● **Records provided**:
┄┄┄┄┄┄┄┄┄┄┄┄┄┄┄┄┄┄┄┄

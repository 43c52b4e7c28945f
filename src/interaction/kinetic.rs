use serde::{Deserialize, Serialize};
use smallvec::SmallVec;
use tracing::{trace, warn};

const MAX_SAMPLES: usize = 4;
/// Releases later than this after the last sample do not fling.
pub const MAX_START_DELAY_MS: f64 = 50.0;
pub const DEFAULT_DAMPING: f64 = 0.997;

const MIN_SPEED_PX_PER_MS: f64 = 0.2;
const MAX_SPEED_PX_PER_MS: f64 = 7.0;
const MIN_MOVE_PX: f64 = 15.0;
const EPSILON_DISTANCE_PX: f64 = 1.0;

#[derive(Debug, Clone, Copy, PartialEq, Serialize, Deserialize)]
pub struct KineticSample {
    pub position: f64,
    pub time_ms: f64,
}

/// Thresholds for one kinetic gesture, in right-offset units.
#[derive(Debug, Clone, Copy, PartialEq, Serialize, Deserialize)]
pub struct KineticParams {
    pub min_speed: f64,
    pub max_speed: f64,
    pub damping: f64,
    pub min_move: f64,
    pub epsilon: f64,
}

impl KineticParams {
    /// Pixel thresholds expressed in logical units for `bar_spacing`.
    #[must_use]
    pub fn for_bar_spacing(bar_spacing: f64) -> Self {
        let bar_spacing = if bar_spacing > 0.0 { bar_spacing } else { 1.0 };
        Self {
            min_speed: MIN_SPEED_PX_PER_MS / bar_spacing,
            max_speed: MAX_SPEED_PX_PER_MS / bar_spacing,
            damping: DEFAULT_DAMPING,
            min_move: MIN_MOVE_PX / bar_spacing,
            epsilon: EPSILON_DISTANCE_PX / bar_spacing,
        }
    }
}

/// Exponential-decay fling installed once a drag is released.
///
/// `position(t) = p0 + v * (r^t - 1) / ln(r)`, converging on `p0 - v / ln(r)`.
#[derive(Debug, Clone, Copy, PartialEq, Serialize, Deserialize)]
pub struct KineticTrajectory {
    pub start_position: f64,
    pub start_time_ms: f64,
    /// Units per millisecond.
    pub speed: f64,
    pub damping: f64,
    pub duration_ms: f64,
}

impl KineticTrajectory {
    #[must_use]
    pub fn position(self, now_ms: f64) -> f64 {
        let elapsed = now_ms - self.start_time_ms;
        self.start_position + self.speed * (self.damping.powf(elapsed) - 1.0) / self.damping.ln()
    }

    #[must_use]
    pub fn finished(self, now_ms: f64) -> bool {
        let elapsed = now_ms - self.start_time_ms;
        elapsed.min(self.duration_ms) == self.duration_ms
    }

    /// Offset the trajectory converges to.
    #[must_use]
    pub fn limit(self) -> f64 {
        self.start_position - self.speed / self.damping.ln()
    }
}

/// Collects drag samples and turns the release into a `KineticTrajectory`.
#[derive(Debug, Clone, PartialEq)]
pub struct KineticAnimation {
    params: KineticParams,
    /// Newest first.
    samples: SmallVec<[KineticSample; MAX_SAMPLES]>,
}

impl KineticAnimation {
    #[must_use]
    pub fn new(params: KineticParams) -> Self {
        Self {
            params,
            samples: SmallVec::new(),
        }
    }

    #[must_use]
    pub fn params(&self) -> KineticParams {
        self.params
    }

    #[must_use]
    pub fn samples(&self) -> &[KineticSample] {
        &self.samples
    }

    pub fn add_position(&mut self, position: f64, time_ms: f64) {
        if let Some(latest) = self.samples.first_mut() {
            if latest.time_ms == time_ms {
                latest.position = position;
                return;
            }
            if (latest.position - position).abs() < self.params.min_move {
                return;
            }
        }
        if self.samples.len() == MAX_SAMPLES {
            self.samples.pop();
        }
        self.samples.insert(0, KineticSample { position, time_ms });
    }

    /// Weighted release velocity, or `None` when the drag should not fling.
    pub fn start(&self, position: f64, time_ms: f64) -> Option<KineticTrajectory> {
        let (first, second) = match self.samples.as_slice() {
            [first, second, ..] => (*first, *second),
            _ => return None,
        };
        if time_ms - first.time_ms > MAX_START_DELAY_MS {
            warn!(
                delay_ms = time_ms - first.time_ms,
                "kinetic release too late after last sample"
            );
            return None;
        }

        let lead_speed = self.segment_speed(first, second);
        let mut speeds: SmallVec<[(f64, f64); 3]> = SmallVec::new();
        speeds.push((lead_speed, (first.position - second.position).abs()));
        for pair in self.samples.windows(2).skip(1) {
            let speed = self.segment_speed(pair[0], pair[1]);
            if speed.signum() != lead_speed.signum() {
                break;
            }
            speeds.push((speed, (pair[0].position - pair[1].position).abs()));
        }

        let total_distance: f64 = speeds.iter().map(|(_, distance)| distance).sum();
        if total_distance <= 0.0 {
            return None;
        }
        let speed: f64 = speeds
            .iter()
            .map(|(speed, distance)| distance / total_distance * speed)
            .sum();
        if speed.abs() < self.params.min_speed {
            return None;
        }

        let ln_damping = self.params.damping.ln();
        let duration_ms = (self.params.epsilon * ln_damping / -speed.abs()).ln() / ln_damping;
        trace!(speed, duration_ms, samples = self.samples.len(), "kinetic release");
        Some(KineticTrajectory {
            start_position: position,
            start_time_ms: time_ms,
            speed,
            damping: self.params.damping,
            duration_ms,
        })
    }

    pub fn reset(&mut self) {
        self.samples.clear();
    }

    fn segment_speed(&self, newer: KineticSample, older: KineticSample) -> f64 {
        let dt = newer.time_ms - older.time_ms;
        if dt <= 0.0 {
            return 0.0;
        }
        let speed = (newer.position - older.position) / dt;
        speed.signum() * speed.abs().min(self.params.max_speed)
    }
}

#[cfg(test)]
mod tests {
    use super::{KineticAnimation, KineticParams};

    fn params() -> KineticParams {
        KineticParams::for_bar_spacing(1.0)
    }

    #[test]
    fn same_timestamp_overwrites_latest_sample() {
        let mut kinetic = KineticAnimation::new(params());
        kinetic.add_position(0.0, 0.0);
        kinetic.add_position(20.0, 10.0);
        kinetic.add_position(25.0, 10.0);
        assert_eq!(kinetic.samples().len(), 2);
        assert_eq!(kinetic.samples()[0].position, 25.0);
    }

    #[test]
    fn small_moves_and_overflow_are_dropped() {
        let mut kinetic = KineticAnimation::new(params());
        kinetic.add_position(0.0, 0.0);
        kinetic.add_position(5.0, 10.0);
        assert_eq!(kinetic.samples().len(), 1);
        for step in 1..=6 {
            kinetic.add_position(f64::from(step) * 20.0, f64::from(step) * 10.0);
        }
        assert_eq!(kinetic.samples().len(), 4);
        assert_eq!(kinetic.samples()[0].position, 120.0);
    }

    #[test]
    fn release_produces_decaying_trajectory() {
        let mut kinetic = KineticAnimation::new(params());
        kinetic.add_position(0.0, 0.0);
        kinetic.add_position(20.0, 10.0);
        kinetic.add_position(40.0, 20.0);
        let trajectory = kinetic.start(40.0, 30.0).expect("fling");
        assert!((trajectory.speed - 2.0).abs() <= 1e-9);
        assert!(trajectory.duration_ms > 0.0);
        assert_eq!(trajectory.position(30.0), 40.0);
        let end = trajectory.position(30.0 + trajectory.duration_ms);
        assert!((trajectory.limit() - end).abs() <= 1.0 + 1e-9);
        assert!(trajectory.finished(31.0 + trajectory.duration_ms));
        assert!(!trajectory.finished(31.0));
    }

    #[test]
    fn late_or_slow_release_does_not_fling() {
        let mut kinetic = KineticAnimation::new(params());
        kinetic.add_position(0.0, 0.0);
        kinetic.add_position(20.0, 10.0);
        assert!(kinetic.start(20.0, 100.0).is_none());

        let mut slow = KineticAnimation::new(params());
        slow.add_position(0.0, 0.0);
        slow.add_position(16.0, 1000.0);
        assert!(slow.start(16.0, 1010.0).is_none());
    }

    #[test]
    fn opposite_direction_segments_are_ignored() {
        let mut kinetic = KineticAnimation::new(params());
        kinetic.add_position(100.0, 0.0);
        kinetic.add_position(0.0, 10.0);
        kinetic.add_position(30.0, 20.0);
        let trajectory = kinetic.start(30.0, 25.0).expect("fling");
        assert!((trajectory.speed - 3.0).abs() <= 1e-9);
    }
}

┄┄┄┄┄┄┄┄┄┄┄┄┄┄┄┄┄┄┄┄

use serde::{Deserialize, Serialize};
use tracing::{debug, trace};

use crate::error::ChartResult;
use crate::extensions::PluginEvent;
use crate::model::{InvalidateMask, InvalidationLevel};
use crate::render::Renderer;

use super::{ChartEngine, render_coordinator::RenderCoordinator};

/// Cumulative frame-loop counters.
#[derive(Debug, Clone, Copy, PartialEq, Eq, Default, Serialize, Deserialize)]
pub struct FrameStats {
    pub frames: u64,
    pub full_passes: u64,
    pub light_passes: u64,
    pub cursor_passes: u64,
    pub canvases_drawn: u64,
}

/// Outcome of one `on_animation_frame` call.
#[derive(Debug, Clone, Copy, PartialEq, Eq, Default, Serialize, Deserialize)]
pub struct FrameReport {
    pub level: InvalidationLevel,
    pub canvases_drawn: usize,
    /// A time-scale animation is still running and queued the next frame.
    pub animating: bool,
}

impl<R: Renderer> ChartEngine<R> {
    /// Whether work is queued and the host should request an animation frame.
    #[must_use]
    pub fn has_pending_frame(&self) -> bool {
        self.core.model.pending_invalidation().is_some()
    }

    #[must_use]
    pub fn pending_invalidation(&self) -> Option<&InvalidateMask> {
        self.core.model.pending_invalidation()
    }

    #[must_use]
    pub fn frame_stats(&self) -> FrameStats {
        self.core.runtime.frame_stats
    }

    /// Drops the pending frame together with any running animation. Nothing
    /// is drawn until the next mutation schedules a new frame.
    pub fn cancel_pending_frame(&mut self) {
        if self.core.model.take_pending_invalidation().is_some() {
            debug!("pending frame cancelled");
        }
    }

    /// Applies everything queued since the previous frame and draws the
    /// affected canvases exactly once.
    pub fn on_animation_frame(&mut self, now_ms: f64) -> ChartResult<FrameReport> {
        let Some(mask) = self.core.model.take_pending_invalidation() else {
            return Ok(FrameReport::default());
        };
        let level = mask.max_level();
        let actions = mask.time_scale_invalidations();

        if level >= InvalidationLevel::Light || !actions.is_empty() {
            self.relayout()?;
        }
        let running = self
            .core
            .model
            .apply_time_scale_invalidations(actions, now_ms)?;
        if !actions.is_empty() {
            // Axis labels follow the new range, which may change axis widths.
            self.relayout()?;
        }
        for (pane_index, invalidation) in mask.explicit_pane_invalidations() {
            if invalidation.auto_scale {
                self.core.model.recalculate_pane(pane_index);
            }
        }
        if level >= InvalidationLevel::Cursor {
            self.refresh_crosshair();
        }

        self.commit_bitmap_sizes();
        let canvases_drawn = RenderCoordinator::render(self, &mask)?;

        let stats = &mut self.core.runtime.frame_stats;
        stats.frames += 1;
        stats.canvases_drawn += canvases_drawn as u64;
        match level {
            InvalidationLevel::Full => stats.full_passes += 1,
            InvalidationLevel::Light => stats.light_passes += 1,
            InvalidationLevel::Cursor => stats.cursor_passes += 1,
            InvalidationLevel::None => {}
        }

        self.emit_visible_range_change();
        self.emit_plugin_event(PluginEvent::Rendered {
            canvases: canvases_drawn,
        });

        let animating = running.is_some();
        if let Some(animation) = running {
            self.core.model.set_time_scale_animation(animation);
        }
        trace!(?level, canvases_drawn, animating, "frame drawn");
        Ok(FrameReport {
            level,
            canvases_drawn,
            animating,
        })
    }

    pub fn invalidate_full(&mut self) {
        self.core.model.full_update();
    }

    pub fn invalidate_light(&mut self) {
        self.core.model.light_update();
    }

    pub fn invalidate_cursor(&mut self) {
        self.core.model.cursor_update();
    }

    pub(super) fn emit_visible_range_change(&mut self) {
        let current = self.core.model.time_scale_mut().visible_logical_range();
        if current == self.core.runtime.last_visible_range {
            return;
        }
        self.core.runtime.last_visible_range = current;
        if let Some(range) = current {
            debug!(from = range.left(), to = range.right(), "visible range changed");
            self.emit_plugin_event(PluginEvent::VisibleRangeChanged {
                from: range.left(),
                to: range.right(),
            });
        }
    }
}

┄┄┄┄┄┄┄┄┄┄┄┄┄┄┄┄┄┄┄┄

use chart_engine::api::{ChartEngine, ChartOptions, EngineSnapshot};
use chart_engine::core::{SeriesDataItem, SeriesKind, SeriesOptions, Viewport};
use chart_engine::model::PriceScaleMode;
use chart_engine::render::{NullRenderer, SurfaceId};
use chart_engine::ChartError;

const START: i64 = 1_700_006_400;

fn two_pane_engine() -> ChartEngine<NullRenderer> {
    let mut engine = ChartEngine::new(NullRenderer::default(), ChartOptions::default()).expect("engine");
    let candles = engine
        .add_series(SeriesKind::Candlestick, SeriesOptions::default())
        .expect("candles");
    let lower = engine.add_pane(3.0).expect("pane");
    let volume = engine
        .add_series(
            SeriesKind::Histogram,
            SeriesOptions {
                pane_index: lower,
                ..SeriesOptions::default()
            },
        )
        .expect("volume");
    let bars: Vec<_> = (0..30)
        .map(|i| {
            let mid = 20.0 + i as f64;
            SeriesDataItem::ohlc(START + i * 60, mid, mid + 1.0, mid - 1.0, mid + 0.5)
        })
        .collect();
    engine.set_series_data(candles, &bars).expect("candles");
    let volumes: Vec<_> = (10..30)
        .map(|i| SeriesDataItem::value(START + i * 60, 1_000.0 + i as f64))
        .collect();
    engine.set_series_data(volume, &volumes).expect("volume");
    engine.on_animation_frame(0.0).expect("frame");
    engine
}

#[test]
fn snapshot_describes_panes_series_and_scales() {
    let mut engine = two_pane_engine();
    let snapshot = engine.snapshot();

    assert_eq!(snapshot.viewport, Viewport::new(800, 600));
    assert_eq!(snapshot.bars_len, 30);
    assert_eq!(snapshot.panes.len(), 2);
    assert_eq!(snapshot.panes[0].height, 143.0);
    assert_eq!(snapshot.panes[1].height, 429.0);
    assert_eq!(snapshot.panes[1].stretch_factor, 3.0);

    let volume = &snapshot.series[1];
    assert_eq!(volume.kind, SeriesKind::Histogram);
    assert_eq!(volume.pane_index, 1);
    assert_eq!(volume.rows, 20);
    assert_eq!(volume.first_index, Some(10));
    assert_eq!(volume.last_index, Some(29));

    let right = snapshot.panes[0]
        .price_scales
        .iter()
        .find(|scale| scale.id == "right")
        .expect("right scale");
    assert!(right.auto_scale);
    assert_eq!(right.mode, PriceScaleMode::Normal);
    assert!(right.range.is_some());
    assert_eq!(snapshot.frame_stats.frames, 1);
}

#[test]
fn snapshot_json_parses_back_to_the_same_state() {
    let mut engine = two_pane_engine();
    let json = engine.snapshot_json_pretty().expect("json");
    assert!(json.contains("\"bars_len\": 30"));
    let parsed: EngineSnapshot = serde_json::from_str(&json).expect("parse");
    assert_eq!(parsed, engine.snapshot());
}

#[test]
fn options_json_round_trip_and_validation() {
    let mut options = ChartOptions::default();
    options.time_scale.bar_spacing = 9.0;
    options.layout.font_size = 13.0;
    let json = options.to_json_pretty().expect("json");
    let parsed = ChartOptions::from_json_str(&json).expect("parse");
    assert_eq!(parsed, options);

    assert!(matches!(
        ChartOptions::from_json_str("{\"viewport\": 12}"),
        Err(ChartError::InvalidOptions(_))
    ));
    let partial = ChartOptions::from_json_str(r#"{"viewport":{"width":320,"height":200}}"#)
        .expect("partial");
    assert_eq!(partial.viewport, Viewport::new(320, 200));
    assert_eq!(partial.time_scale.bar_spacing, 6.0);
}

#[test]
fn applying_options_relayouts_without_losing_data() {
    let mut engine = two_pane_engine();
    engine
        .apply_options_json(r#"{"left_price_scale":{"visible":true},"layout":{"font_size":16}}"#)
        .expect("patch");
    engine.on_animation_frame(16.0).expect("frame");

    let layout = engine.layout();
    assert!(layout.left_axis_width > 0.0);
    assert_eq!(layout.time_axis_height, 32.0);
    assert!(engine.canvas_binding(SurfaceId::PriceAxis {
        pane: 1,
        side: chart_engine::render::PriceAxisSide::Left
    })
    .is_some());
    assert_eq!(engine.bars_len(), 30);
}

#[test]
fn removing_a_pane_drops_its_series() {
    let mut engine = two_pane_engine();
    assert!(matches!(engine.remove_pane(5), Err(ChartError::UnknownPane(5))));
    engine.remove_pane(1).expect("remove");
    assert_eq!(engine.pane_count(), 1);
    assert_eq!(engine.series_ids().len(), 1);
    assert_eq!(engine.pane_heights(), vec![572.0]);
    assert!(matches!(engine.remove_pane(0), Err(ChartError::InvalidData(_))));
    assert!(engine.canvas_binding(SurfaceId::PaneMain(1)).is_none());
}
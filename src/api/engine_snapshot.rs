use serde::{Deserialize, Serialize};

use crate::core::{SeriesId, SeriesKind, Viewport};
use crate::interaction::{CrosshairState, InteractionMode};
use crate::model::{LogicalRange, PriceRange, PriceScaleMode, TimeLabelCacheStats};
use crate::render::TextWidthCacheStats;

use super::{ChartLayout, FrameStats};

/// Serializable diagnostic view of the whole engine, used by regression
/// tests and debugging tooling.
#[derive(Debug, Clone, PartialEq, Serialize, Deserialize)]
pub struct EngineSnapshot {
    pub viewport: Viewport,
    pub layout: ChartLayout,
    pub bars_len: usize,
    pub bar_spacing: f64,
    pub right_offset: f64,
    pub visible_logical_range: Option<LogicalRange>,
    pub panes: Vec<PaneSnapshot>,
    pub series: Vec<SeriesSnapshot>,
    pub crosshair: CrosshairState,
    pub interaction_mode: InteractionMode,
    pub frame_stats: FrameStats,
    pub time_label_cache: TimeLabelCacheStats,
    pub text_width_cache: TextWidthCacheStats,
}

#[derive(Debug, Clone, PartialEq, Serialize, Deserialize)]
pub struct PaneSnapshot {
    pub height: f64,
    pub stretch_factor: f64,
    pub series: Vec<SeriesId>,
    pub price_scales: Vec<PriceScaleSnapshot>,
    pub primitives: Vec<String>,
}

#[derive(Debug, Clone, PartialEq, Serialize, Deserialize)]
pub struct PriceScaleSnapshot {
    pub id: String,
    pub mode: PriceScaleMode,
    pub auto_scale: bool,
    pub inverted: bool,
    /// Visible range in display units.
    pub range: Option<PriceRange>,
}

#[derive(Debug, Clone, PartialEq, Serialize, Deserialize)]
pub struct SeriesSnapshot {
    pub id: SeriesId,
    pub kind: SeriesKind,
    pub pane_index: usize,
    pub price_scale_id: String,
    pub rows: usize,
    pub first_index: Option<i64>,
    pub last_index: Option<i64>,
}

┄┄┄┄┄┄┄┄┄┄┄┄┄┄┄┄┄┄┄┄

● **How to complete this task**:
Within the data above, the lines from the one with "repository 43c52b4e7c28945f" to the one with "min_move: MIN_MOVE_PX /" must be repeated exactly; no other line belongs in the answer.

● **Exercise output**:
repository 43c52b4e7c28945f
filename src/interaction/kinetic.rs
use serde::{Deserialize, Serialize};
use smallvec::SmallVec;
use tracing::{trace, warn};

const MAX_SAMPLES: usize = 4;
/// Releases later than this after the last sample do not fling.
pub const MAX_START_DELAY_MS: f64 = 50.0;
pub const DEFAULT_DAMPING: f64 = 0.997;

const MIN_SPEED_PX_PER_MS: f64 = 0.2;
const MAX_SPEED_PX_PER_MS: f64 = 7.0;
const MIN_MOVE_PX: f64 = 15.0;
const EPSILON_DISTANCE_PX: f64 = 1.0;

#[derive(Debug, Clone, Copy, PartialEq, Serialize, Deserialize)]
pub struct KineticSample {
    pub position: f64,
    pub time_ms: f64,
}

/// Thresholds for one kinetic gesture, in right-offset units.
#[derive(Debug, Clone, Copy, PartialEq, Serialize, Deserialize)]
pub struct KineticParams {
    pub min_speed: f64,
    pub max_speed: f64,
    pub damping: f64,
    pub min_move: f64,
    pub epsilon: f64,
}

impl KineticParams {
    /// Pixel thresholds expressed in logical units for `bar_spacing`.
    #[must_use]
    pub fn for_bar_spacing(bar_spacing: f64) -> Self {
        let bar_spacing = if bar_spacing > 0.0 { bar_spacing } else { 1.0 };
        Self {
            min_speed: MIN_SPEED_PX_PER_MS / bar_spacing,
            max_speed: MAX_SPEED_PX_PER_MS / bar_spacing,
            damping: DEFAULT_DAMPING,
            min_move: MIN_MOVE_PX / bar_spacing,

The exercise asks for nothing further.